To do: The required output is the line containing "UpdateAction::OfferToolUpdate" and every line after it, transcribed exactly through the end of the data below.

Records from a dataset:

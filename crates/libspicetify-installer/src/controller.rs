// SPDX-License-Identifier: MIT OR Apache-2.0

//! the installer screen without its widgets: selection, execution, output and
//! version notifications, driven through a [`Host`].

use std::{
    fmt,
    sync::{
        Arc,
        atomic::{AtomicU8, Ordering},
    },
};

use serde::Serialize;

use crate::{
    AnsiRenderer, Config, Error, Host, Operation, Result, VersionInfo,
    ansi::{self, Color, Declaration, Style, StyleRun, XTERM_PALETTE},
    version::{UpdateStatus, VersionComparator, extract_semver},
};

/// shown when the host cannot report the installer's own version.
pub const FALLBACK_INSTALLER_VERSION: &str = "1.0.2-Alpha";
const TOOL_DISPLAY_NAME: &str = "Spicetify";
const SUCCESS_LINE: &str = "[SUCCESS] Command executed successfully!";

#[derive(Debug, Clone, Copy, PartialEq, Eq)]
enum LineKind {
    Success,
    Error,
}

impl LineKind {
    fn style(self) -> Style {
        let color = match self {
            Self::Success => XTERM_PALETTE[2],
            Self::Error => XTERM_PALETTE[1],
        };
        Style::new().with(Declaration::Foreground(Color::Palette(color)))
    }
}

/// result of one finished operation.
#[derive(Debug, Clone, PartialEq, Eq, Serialize)]
pub struct ExecutionReport {
    pub operation: Operation,
    pub success: bool,
    #[serde(skip_serializing_if = "Option::is_none")]
    pub error: Option<String>,
}

impl ExecutionReport {
    pub fn exit_code(&self) -> i32 {
        if self.success { 0 } else { 1 }
    }
}

/// the installer's own version badge.
#[derive(Debug, Clone, PartialEq, Eq, Serialize)]
pub struct InstallerBadge {
    pub label: String,
    /// `None` while the latest release is unknown.
    pub status: Option<UpdateStatus>,
    pub title: Option<String>,
}

#[derive(Debug, Clone, Copy, PartialEq, Eq, Serialize)]
#[serde(rename_all = "kebab-case")]
pub enum ToolState {
    UpToDate,
    UpdateAvailable,
    NotInstalled,
    Unknown,
}

/// the managed tool's version badge.
#[derive(Debug, Clone, PartialEq, Eq, Serialize)]
pub struct ToolBadge {
    pub label: String,
    pub state: ToolState,
}

/// the notification banner; absent when there is nothing to announce.
#[derive(Debug, Clone, PartialEq, Eq, Serialize)]
#[serde(tag = "kind", rename_all = "kebab-case")]
pub enum UpdateNotice {
    UnreleasedVersion,
    BothUpdates,
    /// `latest` is `None` when the host flagged an update without naming it.
    InstallerUpdate { latest: Option<String> },
    ToolUpdate,
}

impl fmt::Display for UpdateNotice {
    fn fmt(&self, f: &mut fmt::Formatter<'_>) -> fmt::Result {
        match self {
            Self::UnreleasedVersion => write!(f, "Warning: Unreleased Version"),
            Self::BothUpdates => write!(f, "Installer & {TOOL_DISPLAY_NAME} Updates Available!"),
            Self::InstallerUpdate { latest: Some(latest) } => {
                write!(f, "Update Available: v{latest}")
            }
            Self::InstallerUpdate { latest: None } => write!(f, "Update Available!"),
            Self::ToolUpdate => write!(f, "{TOOL_DISPLAY_NAME} Update Available!"),
        }
    }
}

/// what clicking the banner should lead to.
#[derive(Debug, Clone, PartialEq, Eq, Serialize)]
#[serde(tag = "kind", rename_all = "kebab-case")]
pub enum UpdateAction {
    /// the local build is ahead of the latest stable release.
    ShowUnreleasedWarning { current: String, latest: String },
    OfferInstallerUpdate { latest: String, url: Option<String> },
    OfferToolUpdate,
    Nothing,
}

pub struct Controller<H: Host> {
    host: H,
    config: Config,
    comparator: VersionComparator,
    renderer: AnsiRenderer,
    selected: Option<Operation>,
    executing: bool,
    progress: Arc<AtomicU8>,
    output: Vec<StyleRun>,
    versions: Option<VersionInfo>,
    version_check_failed: bool,
}

impl<H: Host> Controller<H> {
    pub fn new(host: H, config: Config) -> Self {
        Self {
            host,
            config,
            comparator: VersionComparator::new(),
            renderer: AnsiRenderer::new(),
            selected: None,
            executing: false,
            progress: Arc::new(AtomicU8::new(0)),
            output: Vec::new(),
            versions: None,
            version_check_failed: false,
        }
    }

    pub fn host(&self) -> &H {
        &self.host
    }

    pub fn config(&self) -> &Config {
        &self.config
    }

    pub fn select(&mut self, operation: Operation) {
        log::debug!("**controller:** selected {operation}");
        self.selected = Some(operation);
    }

    pub fn selected(&self) -> Option<Operation> {
        self.selected
    }

    /// the `> command` line displayed for the current selection.
    pub fn command_line(&self) -> Option<String> {
        self.selected
            .map(|op| format!("> {}", op.command(&self.config)))
    }

    pub fn can_execute(&self) -> bool {
        self.selected.is_some() && !self.executing
    }

    pub fn is_executing(&self) -> bool {
        self.executing
    }

    pub fn progress(&self) -> u8 {
        self.progress.load(Ordering::Relaxed)
    }

    pub fn output(&self) -> &[StyleRun] {
        &self.output
    }

    pub fn output_markup(&self) -> String {
        ansi::markup_from_runs(&self.output)
    }

    pub fn clear_output(&mut self) {
        self.output.clear();
    }

    pub fn versions(&self) -> Option<&VersionInfo> {
        self.versions.as_ref()
    }

    /// runs the selected operation, streaming each new piece of output to `sink`.
    /// returns `None` when nothing is selected or an operation is already running.
    pub fn execute(&mut self, sink: &mut dyn FnMut(&[StyleRun])) -> Option<ExecutionReport> {
        let operation = self.selected?;
        if self.executing {
            return None;
        }

        self.executing = true;
        self.output.clear();
        self.progress.store(0, Ordering::Relaxed);

        let header = format!("> {}\n\n", operation.command(&self.config));
        self.append_text(&header, sink);

        let progress = Arc::clone(&self.progress);
        let subscription = self
            .host
            .subscribe_progress(Box::new(move |v: u8| progress.store(v, Ordering::Relaxed)));

        let result = self.run_operation(operation, sink);
        self.progress.store(100, Ordering::Relaxed);

        let report = match result {
            Ok(()) => {
                self.append_line(LineKind::Success, &format!("\n{SUCCESS_LINE}\n"), sink);
                ExecutionReport {
                    operation,
                    success: true,
                    error: None,
                }
            }
            Err(e) => {
                let message = self.renderer.render(&e.to_string()).plain_text();
                log::warn!("**controller:** {operation} failed: {message}");
                self.append_line(LineKind::Error, &format!("\n[ERROR] {message}\n"), sink);
                ExecutionReport {
                    operation,
                    success: false,
                    error: Some(message),
                }
            }
        };

        self.host.unsubscribe_progress(subscription);
        self.executing = false;

        if report.success {
            self.refresh_versions();
        }

        Some(report)
    }

    fn run_operation(
        &mut self,
        operation: Operation,
        sink: &mut dyn FnMut(&[StyleRun]),
    ) -> Result<()> {
        let result = self.run_steps(operation, sink);

        match (operation, result) {
            (Operation::Repair, Err(e)) => {
                Err(Error::other(format!("Repair process failed: {e}")))
            }
            (_, result) => result,
        }
    }

    fn run_steps(&mut self, operation: Operation, sink: &mut dyn FnMut(&[StyleRun])) -> Result<()> {
        for (i, step) in operation.steps(&self.config).into_iter().enumerate() {
            if let Some(label) = &step.label {
                let separator = if i == 0 { "" } else { "\n" };
                self.append_text(&format!("{separator}{label}\n"), sink);
            }

            let output = match self.host.run_command(&step.command) {
                Ok(output) => output,
                Err(e) if step.continue_on_error => {
                    log::warn!("**controller:** `{}` failed, continuing: {e}", step.command);
                    e.to_string()
                }
                Err(e) => return Err(e),
            };
            self.append_text(&format!("[Output]\n{output}\n"), sink);
        }

        Ok(())
    }

    /// renders host text through the sgr renderer and appends it.
    fn append_text(&mut self, text: &str, sink: &mut dyn FnMut(&[StyleRun])) {
        let runs = self.renderer.render(text).runs();
        self.push_runs(runs, sink);
    }

    fn append_line(&mut self, kind: LineKind, text: &str, sink: &mut dyn FnMut(&[StyleRun])) {
        self.push_runs(vec![StyleRun::styled(kind.style(), text)], sink);
    }

    fn push_runs(&mut self, runs: Vec<StyleRun>, sink: &mut dyn FnMut(&[StyleRun])) {
        if runs.is_empty() {
            return;
        }
        sink(&runs);

        for run in runs {
            match self.output.last_mut() {
                Some(last) if last.style == run.style => last.text.push_str(&run.text),
                _ => self.output.push(run),
            }
        }
    }

    /// asks the host for fresh version information.
    pub fn refresh_versions(&mut self) {
        match self.host.check_versions() {
            Ok(info) => {
                self.versions = Some(info);
                self.version_check_failed = false;
            }
            Err(e) => {
                log::warn!("**controller:** error checking versions: {e}");
                self.versions = Some(VersionInfo {
                    installer_version: FALLBACK_INSTALLER_VERSION.to_string(),
                    ..VersionInfo::default()
                });
                self.version_check_failed = true;
            }
        }
    }

    fn installer_version(info: &VersionInfo) -> &str {
        if info.installer_version.is_empty() {
            FALLBACK_INSTALLER_VERSION
        } else {
            &info.installer_version
        }
    }

    pub fn installer_badge(&mut self) -> Option<InstallerBadge> {
        let info = self.versions.as_ref()?;
        let version = Self::installer_version(info);
        let latest = info.latest_installer_version.as_deref();

        let status =
            latest.map(|l| self.comparator.classify(version, info.has_installer_update, Some(l)));

        let title = match (status, latest) {
            (Some(UpdateStatus::UnreleasedLocalBuild), Some(latest)) => Some(format!(
                "Warning: Your version (v{version}) is higher than the latest release (v{latest})"
            )),
            (Some(UpdateStatus::UpdateAvailable), Some(latest)) => {
                Some(format!("Latest version: v{latest}"))
            }
            (Some(UpdateStatus::UpToDate), _) => Some("You have the latest version".to_string()),
            _ => None,
        };

        Some(InstallerBadge {
            label: format!("App v{version}"),
            status,
            title,
        })
    }

    pub fn tool_badge(&self) -> ToolBadge {
        if self.version_check_failed {
            return ToolBadge {
                label: "Version check failed".to_string(),
                state: ToolState::Unknown,
            };
        }

        let Some(info) = &self.versions else {
            return ToolBadge {
                label: format!("Checking {TOOL_DISPLAY_NAME} version..."),
                state: ToolState::Unknown,
            };
        };

        match info.tool_version.as_deref() {
            Some(raw) => {
                let label = match extract_semver(raw) {
                    Some(v) => format!("{TOOL_DISPLAY_NAME} v{v}"),
                    None => "Unknown version".to_string(),
                };
                let state = if info.has_tool_update {
                    ToolState::UpdateAvailable
                } else {
                    ToolState::UpToDate
                };
                ToolBadge { label, state }
            }
            None => ToolBadge {
                label: format!("{TOOL_DISPLAY_NAME} not installed"),
                state: ToolState::NotInstalled,
            },
        }
    }

    fn is_unreleased(&mut self) -> bool {
        let Some(info) = &self.versions else {
            return false;
        };
        let version = Self::installer_version(info);

        info.latest_installer_version
            .as_deref()
            .is_some_and(|latest| self.comparator.is_newer(version, latest))
    }

    pub fn update_notice(&mut self) -> Option<UpdateNotice> {
        let unreleased = self.is_unreleased();
        let info = self.versions.as_ref()?;

        if unreleased {
            return Some(UpdateNotice::UnreleasedVersion);
        }

        match (info.has_installer_update, info.has_tool_update) {
            (true, true) => Some(UpdateNotice::BothUpdates),
            (true, false) => Some(UpdateNotice::InstallerUpdate {
                latest: info.latest_installer_version.clone(),
            }),
            (false, true) => Some(UpdateNotice::ToolUpdate),
            (false, false) => None,
        }
    }

    /// re-checks versions and decides how to respond to the banner being clicked.
    pub fn update_action(&mut self) -> UpdateAction {
        let info = match self.host.check_versions() {
            Ok(info) => info,
            Err(e) => {
                let text = format!("Error checking for updates: {e}\n");
                self.append_text(&text, &mut |_| {});
                return UpdateAction::Nothing;
            }
        };

        let current = Self::installer_version(&info).to_string();
        let latest = info.latest_installer_version.clone();
        self.versions = Some(info);
        self.version_check_failed = false;

        if self.is_unreleased() {
            return UpdateAction::ShowUnreleasedWarning {
                current,
                latest: latest.unwrap_or_default(),
            };
        }

        let Some(info) = &self.versions else {
            return UpdateAction::Nothing;
        };

        if info.has_installer_update {
            UpdateAction::OfferInstallerUpdate {
                latest: latest.unwrap_or_else(|| FALLBACK_INSTALLER_VERSION.to_string()),
                url: info.latest_installer_url.clone(),
            }
        } else if info.has_tool_update {
            UpdateAction::OfferToolUpdate
        } else {
            UpdateAction::Nothing
        }
    }

    /// downloads and starts the latest installer release through the host.
    pub fn apply_self_update(&mut self) -> Result<()> {
        let url = self
            .versions
            .as_ref()
            .and_then(|info| info.latest_installer_url.clone())
            .ok_or_else(|| {
                let version = self
                    .versions
                    .as_ref()
                    .and_then(|info| info.latest_installer_version.clone())
                    .unwrap_or_else(|| "unknown".to_string());
                Error::asset_not_found(version)
            })?;

        let progress = Arc::clone(&self.progress);
        let subscription = self
            .host
            .subscribe_progress(Box::new(move |v: u8| progress.store(v, Ordering::Relaxed)));

        let result = self.host.request_self_update(&url);
        self.host.unsubscribe_progress(subscription);
        result
    }
}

Task solution:
            UpdateAction::OfferToolUpdate
        } else {
            UpdateAction::Nothing
        }
    }

    /// downloads and starts the latest installer release through the host.
    pub fn apply_self_update(&mut self) -> Result<()> {
        let url = self
            .versions
            .as_ref()
            .and_then(|info| info.latest_installer_url.clone())
            .ok_or_else(|| {
                let version = self
                    .versions
                    .as_ref()
                    .and_then(|info| info.latest_installer_version.clone())
                    .unwrap_or_else(|| "unknown".to_string());
                Error::asset_not_found(version)
            })?;

        let progress = Arc::clone(&self.progress);
        let subscription = self
            .host
            .subscribe_progress(Box::new(move |v: u8| progress.store(v, Ordering::Relaxed)));

        let result = self.host.request_self_update(&url);
        self.host.unsubscribe_progress(subscription);
        result
    }
}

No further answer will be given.